Task to carry out
What you return must match the records character for character.

Study material
• • • •

//! Triage CLI - Command-line interface for the triage decision engine.

use clap::Parser;
use std::sync::Arc;
use tracing_subscriber::EnvFilter;
use triage_cli::commands;
use triage_cli::{Cli, Command, Formatter};
use triage_engine::TriageEngine;

#[tokio::main]
async fn main() {
    if let Err(e) = run().await {
        eprintln!("Error: {}", e);
        std::process::exit(1);
    }
}

async fn run() -> triage_cli::Result<()> {
    // Parse CLI arguments
    let cli = Cli::parse();

    // Log to stderr so stdout stays machine-readable
    tracing_subscriber::fmt()
        .with_writer(std::io::stderr)
        .with_env_filter(
            EnvFilter::try_from_default_env().unwrap_or_else(|_| EnvFilter::new(cli.log_level())),
        )
        .init();

    let formatter = Formatter::new(cli.format.into(), !cli.no_color);
    let engine = Arc::new(TriageEngine::new());

    match cli.command {
        Command::Evaluate(args) => {
            commands::execute_evaluate(args, &engine, &formatter)?;
        }
        Command::Batch(args) => {
            commands::execute_batch(args, engine, &formatter).await?;
        }
        Command::Catalog(args) => {
            commands::execute_catalog(args, &formatter)?;
        }
    }

    Ok(())
}
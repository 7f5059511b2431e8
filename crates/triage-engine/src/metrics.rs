//! Metrics collection for batch evaluation

use crate::BatchOutcome;
use serde::{Deserialize, Serialize};
use std::collections::BTreeMap;

/// Counters collected over one batch run
#[derive(Debug, Clone, Default, PartialEq, Serialize, Deserialize)]
#[serde(rename_all = "camelCase")]
pub struct BatchMetrics {
    /// Targets with a Verdict
    pub completed: usize,

    /// Targets whose call failed
    pub failed: usize,

    /// Targets cut off by cancellation
    pub cancelled: usize,

    /// Reported criticality tiers
    pub criticality: BTreeMap<String, usize>,

    /// Reported SLA statuses
    pub sla: BTreeMap<String, usize>,

    /// Components left unevaluated
    pub unevaluated: BTreeMap<String, usize>,

    /// High and Medium matches across all Verdicts
    pub duplicate_matches: usize,

    /// Wall-clock time of the run in milliseconds
    pub elapsed_ms: u64,
}

impl BatchMetrics {
    /// Create new empty metrics
    pub fn new() -> Self {
        Self::default()
    }

    /// Record one target's outcome
    pub fn record(&mut self, outcome: &BatchOutcome) {
        match outcome {
            BatchOutcome::Completed(verdict) => {
                self.completed += 1;
                if let Some(tier) = verdict.criticality_tier {
                    *self.criticality.entry(tier.as_str().to_string()).or_insert(0) += 1;
                }
                if let Some(status) = verdict.sla_status {
                    *self.sla.entry(status.as_str().to_string()).or_insert(0) += 1;
                }
                for component in &verdict.unevaluated_components {
                    *self.unevaluated.entry(component.as_str().to_string()).or_insert(0) += 1;
                }
                self.duplicate_matches += verdict.duplicate_matches.len();
            }
            BatchOutcome::Failed { .. } => self.failed += 1,
            BatchOutcome::Cancelled { .. } => self.cancelled += 1,
        }
    }

    /// Total targets accounted for
    pub fn total(&self) -> usize {
        self.completed + self.failed + self.cancelled
    }

    /// Generate a summary report of metrics
    pub fn summary(&self) -> String {
        let mut lines = vec![
            "Batch Metrics Summary".to_string(),
            "=====================".to_string(),
            format!(
                "Targets: {} ({} completed, {} failed, {} cancelled)",
                self.total(),
                self.completed,
                self.failed,
                self.cancelled
            ),
            format!("Duplicate matches: {}", self.duplicate_matches),
            format!("Elapsed: {}ms", self.elapsed_ms),
        ];

        for (title, counts) in [
            ("Criticality", &self.criticality),
            ("SLA status", &self.sla),
            ("Unevaluated components", &self.unevaluated),
        ] {
            if !counts.is_empty() {
                lines.push(String::new());
                lines.push(format!("{}:", title));
                for (name, count) in counts {
                    lines.push(format!("  {}: {}", name, count));
                }
            }
        }

        lines.join("\n")
    }
}
//! Batch command implementation.

use super::{read_catalog, read_input};
use crate::cli::BatchArgs;
use crate::error::{CliError, Result};
use crate::output::Formatter;
use std::sync::Arc;
use triage_engine::{BatchEvaluator, BatchRequest, TriageEngine};

/// Execute the batch command.
pub async fn execute_batch(args: BatchArgs, engine: Arc<TriageEngine>, formatter: &Formatter) -> Result<()> {
    let request = load_batch(&args)?;

    let evaluator = BatchEvaluator::new(engine).with_concurrency(args.concurrency);
    let report = evaluator.run_until_ctrl_c(request).await;

    println!("{}", formatter.format_batch(&report)?);

    if report.metrics.cancelled > 0 {
        eprintln!(
            "{}",
            formatter.warning(&format!("{} target(s) cancelled", report.metrics.cancelled))
        );
    }

    Ok(())
}

/// Build the batch request, applying command-line overrides
pub fn load_batch(args: &BatchArgs) -> Result<BatchRequest> {
    let json_data = read_input(&args.input)?;
    let mut request = BatchRequest::from_json(&json_data)?;

    if request.targets.is_empty() {
        return Err(CliError::InvalidInput("No targets provided".to_string()));
    }
    if let Some(source) = read_catalog(args.catalog.as_deref())? {
        request.rule_catalog_source = Some(source);
    }

    Ok(request)
}
//! Catalog checks against files on disk

use std::io::Write;
use tempfile::NamedTempFile;
use triage_catalog::CatalogOrigin;
use triage_cli::commands::catalog::check_catalog;
use triage_cli::{CliError, Formatter, OutputFormat};

fn catalog_file(contents: &str) -> NamedTempFile {
    let mut file = NamedTempFile::new().unwrap();
    file.write_all(contents.as_bytes()).unwrap();
    file
}

const TWO_AREAS: &str = r#"
[[areas]]
name = "vcs"
keywords = ["git", "commit"]
path_globs = ["**/vcs/**"]
owners = ["dana"]

[[areas]]
name = "VCS"
keywords = ["merge"]
"#;

#[test]
fn test_lenient_check_reports_warnings() {
    let file = catalog_file(TWO_AREAS);
    let catalog = check_catalog(Some(file.path()), false).unwrap();
    assert_eq!(catalog.origin, CatalogOrigin::Configured);
    assert_eq!(catalog.areas.len(), 1);
    assert_eq!(catalog.warnings.len(), 1);

    let output = Formatter::new(OutputFormat::Table, false)
        .format_catalog(&catalog)
        .unwrap();
    assert!(output.contains("⚠ Duplicate area 'VCS'"));
}

#[test]
fn test_strict_check_fails_on_warnings() {
    let file = catalog_file(TWO_AREAS);
    let result = check_catalog(Some(file.path()), true);
    assert!(matches!(result, Err(CliError::InvalidInput(msg)) if msg.contains("Duplicate area")));
}

#[test]
fn test_malformed_catalog() {
    let file = catalog_file("[[areas]\nname = ");

    let lenient = check_catalog(Some(file.path()), false).unwrap();
    assert_eq!(lenient.origin, CatalogOrigin::Fallback);

    let strict = check_catalog(Some(file.path()), true);
    assert!(matches!(strict, Err(CliError::Catalog(_))));
}

#[test]
fn test_missing_file_is_io_error() {
    let dir = tempfile::tempdir().unwrap();
    let result = check_catalog(Some(&dir.path().join("absent.toml")), false);
    assert!(matches!(result, Err(CliError::Io(_))));
}

#[test]
fn test_json_catalog_output() {
    let file = catalog_file(TWO_AREAS);
    let catalog = check_catalog(Some(file.path()), false).unwrap();
    let output = Formatter::new(OutputFormat::Json, false)
        .format_catalog(&catalog)
        .unwrap();
    let value: serde_json::Value = serde_json::from_str(&output).unwrap();
    assert_eq!(value["origin"], "configured");
    assert_eq!(value["areas"][0]["pathGlobs"][0], "**/vcs/**");
    assert_eq!(value["areas"][0]["owners"][0], "dana");
}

• • • •

Exercise answer
//! Triage CLI - Command-line interface for the triage decision engine.

use clap::Parser;
use std::sync::Arc;
use tracing_subscriber::EnvFilter;
use triage_cli::commands;
use triage_cli::{Cli, Command, Formatter};
use triage_engine::TriageEngine;

#[tokio::main]
async fn main() {
    if let Err(e) = run().await {
        eprintln!("Error: {}", e);
        std::process::exit(1);
    }
}

async fn run() -> triage_cli::Result<()> {
    // Parse CLI arguments
    let cli = Cli::parse();

    // Log to stderr so stdout stays machine-readable
    tracing_subscriber::fmt()
        .with_writer(std::io::stderr)
        .with_env_filter(
            EnvFilter::try_from_default_env().unwrap_or_else(|_| EnvFilter::new(cli.log_level())),
        )
        .init();

    let formatter = Formatter::new(cli.format.into(), !cli.no_color);
    let engine = Arc::new(TriageEngine::new());

    match cli.command {
        Command::Evaluate(args) => {
            commands::execute_evaluate(args, &engine, &formatter)?;
        }
        Command::Batch(args) => {
            commands::execute_batch(args, engine, &formatter).await?;
        }
        Command::Catalog(args) => {
            commands::execute_catalog(args, &formatter)?;
        }
    }

    Ok(())
}
repository 7f5059511b2431e8
filename crates/triage-engine/src/metrics.rs
//! Metrics collection for batch evaluation

use crate::BatchOutcome;
use serde::{Deserialize, Serialize};
use std::collections::BTreeMap;

/// Counters collected over one batch run
#[derive(Debug, Clone, Default, PartialEq, Serialize, Deserialize)]
#[serde(rename_all = "camelCase")]
pub struct BatchMetrics {
    /// Targets with a Verdict
    pub completed: usize,

    /// Targets whose call failed
    pub failed: usize,

    /// Targets cut off by cancellation
    pub cancelled: usize,

    /// Reported criticality tiers
    pub criticality: BTreeMap<String, usize>,

    /// Reported SLA statuses
    pub sla: BTreeMap<String, usize>,

    /// Components left unevaluated
    pub unevaluated: BTreeMap<String, usize>,

    /// High and Medium matches across all Verdicts
    pub duplicate_matches: usize,

    /// Wall-clock time of the run in milliseconds
    pub elapsed_ms: u64,
}

impl BatchMetrics {
    /// Create new empty metrics
    pub fn new() -> Self {
        Self::default()
    }

    /// Record one target's outcome
    pub fn record(&mut self, outcome: &BatchOutcome) {
        match outcome {
            BatchOutcome::Completed(verdict) => {
                self.completed += 1;
                if let Some(tier) = verdict.criticality_tier {
                    *self.criticality.entry(tier.as_str().to_string()).or_insert(0) += 1;
                }
                if let Some(status) = verdict.sla_status {
                    *self.sla.entry(status.as_str().to_string()).or_insert(0) += 1;
                }
                for component in &verdict.unevaluated_components {
                    *self.unevaluated.entry(component.as_str().to_string()).or_insert(0) += 1;
                }
                self.duplicate_matches += verdict.duplicate_matches.len();
            }
            BatchOutcome::Failed { .. } => self.failed += 1,
            BatchOutcome::Cancelled { .. } => self.cancelled += 1,
        }
    }

    /// Total targets accounted for
    pub fn total(&self) -> usize {
        self.completed + self.failed + self.cancelled
    }

    /// Generate a summary report of metrics
    pub fn summary(&self) -> String {
        let mut lines = vec![
            "Batch Metrics Summary".to_string(),
            "=====================".to_string(),
            format!(
                "Targets: {} ({} completed, {} failed, {} cancelled)",
                self.total(),
                self.completed,
                self.failed,
                self.cancelled
            ),
            format!("Duplicate matches: {}", self.duplicate_matches),
            format!("Elapsed: {}ms", self.elapsed_ms),
        ];

        for (title, counts) in [
            ("Criticality", &self.criticality),
            ("SLA status", &self.sla),
            ("Unevaluated components", &self.unevaluated),
        ] {
            if !counts.is_empty() {
                lines.push(String::new());
                lines.push(format!("{}:", title));
                for (name, count) in counts {
                    lines.push(format!("  {}: {}", name, count));
                }
            }
        }

        lines.join("\n")
    }
}
//! Batch command implementation.

use super::{read_catalog, read_input};
use crate::cli::BatchArgs;
use crate::error::{CliError, Result};
use crate::output::Formatter;
use std::sync::Arc;
use triage_engine::{BatchEvaluator, BatchRequest, TriageEngine};

/// Execute the batch command.
pub async fn execute_batch(args: BatchArgs, engine: Arc<TriageEngine>, formatter: &Formatter) -> Result<()> {
    let request = load_batch(&args)?;

    let evaluator = BatchEvaluator::new(engine).with_concurrency(args.concurrency);
    let report = evaluator.run_until_ctrl_c(request).await;

    println!("{}", formatter.format_batch(&report)?);

    if report.metrics.cancelled > 0 {
        eprintln!(
            "{}",
            formatter.warning(&format!("{} target(s) cancelled", report.metrics.cancelled))
        );
    }

    Ok(())
}

/// Build the batch request, applying command-line overrides
pub fn load_batch(args: &BatchArgs) -> Result<BatchRequest> {
    let json_data = read_input(&args.input)?;
    let mut request = BatchRequest::from_json(&json_data)?;

    if request.targets.is_empty() {
        return Err(CliError::InvalidInput("No targets provided".to_string()));
    }
    if let Some(source) = read_catalog(args.catalog.as_deref())? {
        request.rule_catalog_source = Some(source);
    }

    Ok(request)
}
//! Catalog checks against files on disk

use std::io::Write;
use tempfile::NamedTempFile;
use triage_catalog::CatalogOrigin;
use triage_cli::commands::catalog::check_catalog;
use triage_cli::{CliError, Formatter, OutputFormat};

fn catalog_file(contents: &str) -> NamedTempFile {
    let mut file = NamedTempFile::new().unwrap();
    file.write_all(contents.as_bytes()).unwrap();
    file
}

const TWO_AREAS: &str = r#"
[[areas]]
name = "vcs"
keywords = ["git", "commit"]
path_globs = ["**/vcs/**"]
owners = ["dana"]

[[areas]]
name = "VCS"
keywords = ["merge"]
"#;

#[test]
fn test_lenient_check_reports_warnings() {
    let file = catalog_file(TWO_AREAS);
    let catalog = check_catalog(Some(file.path()), false).unwrap();
    assert_eq!(catalog.origin, CatalogOrigin::Configured);
    assert_eq!(catalog.areas.len(), 1);
    assert_eq!(catalog.warnings.len(), 1);

    let output = Formatter::new(OutputFormat::Table, false)
        .format_catalog(&catalog)
        .unwrap();
    assert!(output.contains("⚠ Duplicate area 'VCS'"));
}

#[test]
fn test_strict_check_fails_on_warnings() {
    let file = catalog_file(TWO_AREAS);
    let result = check_catalog(Some(file.path()), true);
    assert!(matches!(result, Err(CliError::InvalidInput(msg)) if msg.contains("Duplicate area")));
}

#[test]
fn test_malformed_catalog() {
    let file = catalog_file("[[areas]\nname = ");

    let lenient = check_catalog(Some(file.path()), false).unwrap();
    assert_eq!(lenient.origin, CatalogOrigin::Fallback);

    let strict = check_catalog(Some(file.path()), true);
    assert!(matches!(strict, Err(CliError::Catalog(_))));
}

#[test]
fn test_missing_file_is_io_error() {
    let dir = tempfile::tempdir().unwrap();
    let result = check_catalog(Some(&dir.path().join("absent.toml")), false);
    assert!(matches!(result, Err(CliError::Io(_))));
}

#[test]
fn test_json_catalog_output() {
    let file = catalog_file(TWO_AREAS);
    let catalog = check_catalog(Some(file.path()), false).unwrap();
    let output = Formatter::new(OutputFormat::Json, false)
        .format_catalog(&catalog)
        .unwrap();
    let value: serde_json::Value = serde_json::from_str(&output).unwrap();
    assert_eq!(value["origin"], "configured");
    assert_eq!(value["areas"][0]["pathGlobs"][0], "**/vcs/**");
    assert_eq!(value["areas"][0]["owners"][0], "dana");
}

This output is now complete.